** WORK INSTRUCTIONS **
The number needed is how many lines of the data hold the string "PropertyFilterUpdate". Give that number and nothing more.

** MATERIAL SUPPLIED **

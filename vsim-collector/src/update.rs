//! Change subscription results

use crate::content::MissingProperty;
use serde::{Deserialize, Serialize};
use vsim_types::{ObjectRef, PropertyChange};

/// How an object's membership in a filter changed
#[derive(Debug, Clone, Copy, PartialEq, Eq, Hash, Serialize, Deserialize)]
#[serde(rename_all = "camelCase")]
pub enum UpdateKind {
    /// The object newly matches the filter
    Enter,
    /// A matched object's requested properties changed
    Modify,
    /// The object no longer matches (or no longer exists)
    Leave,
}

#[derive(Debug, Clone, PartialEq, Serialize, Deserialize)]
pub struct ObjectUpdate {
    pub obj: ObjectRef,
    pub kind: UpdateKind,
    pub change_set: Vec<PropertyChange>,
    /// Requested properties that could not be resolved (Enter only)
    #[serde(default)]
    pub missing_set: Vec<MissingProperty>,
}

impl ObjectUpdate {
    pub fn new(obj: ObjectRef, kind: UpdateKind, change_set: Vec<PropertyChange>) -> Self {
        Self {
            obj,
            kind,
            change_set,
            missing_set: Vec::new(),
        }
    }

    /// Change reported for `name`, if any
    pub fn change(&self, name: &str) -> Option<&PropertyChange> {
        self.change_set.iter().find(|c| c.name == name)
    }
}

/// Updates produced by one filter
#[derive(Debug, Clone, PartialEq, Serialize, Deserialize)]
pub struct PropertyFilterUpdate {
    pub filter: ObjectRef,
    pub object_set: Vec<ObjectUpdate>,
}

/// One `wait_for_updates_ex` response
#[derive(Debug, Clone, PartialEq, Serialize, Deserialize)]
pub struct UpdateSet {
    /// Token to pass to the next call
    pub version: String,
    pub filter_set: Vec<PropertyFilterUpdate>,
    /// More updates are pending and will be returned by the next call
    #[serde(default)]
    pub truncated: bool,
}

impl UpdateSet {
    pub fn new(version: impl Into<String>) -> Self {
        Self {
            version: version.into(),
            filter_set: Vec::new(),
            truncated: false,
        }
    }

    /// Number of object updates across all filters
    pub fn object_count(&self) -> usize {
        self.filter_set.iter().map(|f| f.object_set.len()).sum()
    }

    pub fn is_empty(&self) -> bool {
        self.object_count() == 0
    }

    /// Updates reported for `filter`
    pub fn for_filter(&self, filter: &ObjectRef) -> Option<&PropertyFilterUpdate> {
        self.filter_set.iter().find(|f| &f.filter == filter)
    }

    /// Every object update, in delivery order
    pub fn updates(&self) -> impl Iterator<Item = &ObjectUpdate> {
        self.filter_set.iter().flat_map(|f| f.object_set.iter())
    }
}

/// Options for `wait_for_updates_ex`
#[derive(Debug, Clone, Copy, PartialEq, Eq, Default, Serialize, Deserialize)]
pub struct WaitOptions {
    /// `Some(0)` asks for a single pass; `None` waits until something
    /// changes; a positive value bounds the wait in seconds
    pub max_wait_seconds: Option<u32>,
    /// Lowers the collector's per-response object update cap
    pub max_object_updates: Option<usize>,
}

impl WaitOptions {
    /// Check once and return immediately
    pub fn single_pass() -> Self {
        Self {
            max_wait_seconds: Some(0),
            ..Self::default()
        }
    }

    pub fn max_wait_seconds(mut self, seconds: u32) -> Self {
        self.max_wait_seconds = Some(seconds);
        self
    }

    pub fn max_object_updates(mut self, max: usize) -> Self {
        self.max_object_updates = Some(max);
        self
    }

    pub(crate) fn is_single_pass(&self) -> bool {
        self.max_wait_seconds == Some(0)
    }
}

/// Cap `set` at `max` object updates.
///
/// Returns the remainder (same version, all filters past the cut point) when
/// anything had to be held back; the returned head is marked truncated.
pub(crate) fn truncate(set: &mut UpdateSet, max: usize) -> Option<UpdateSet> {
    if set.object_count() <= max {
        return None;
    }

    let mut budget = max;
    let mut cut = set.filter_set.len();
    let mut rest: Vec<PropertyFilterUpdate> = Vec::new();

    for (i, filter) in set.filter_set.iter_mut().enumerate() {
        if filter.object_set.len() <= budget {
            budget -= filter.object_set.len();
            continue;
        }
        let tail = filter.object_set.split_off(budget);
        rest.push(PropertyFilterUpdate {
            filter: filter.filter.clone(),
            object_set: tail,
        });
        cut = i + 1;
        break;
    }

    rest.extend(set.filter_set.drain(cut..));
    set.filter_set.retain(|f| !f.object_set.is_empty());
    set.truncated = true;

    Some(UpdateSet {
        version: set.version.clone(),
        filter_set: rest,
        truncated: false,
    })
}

** ANSWER TO THIS TASK **
5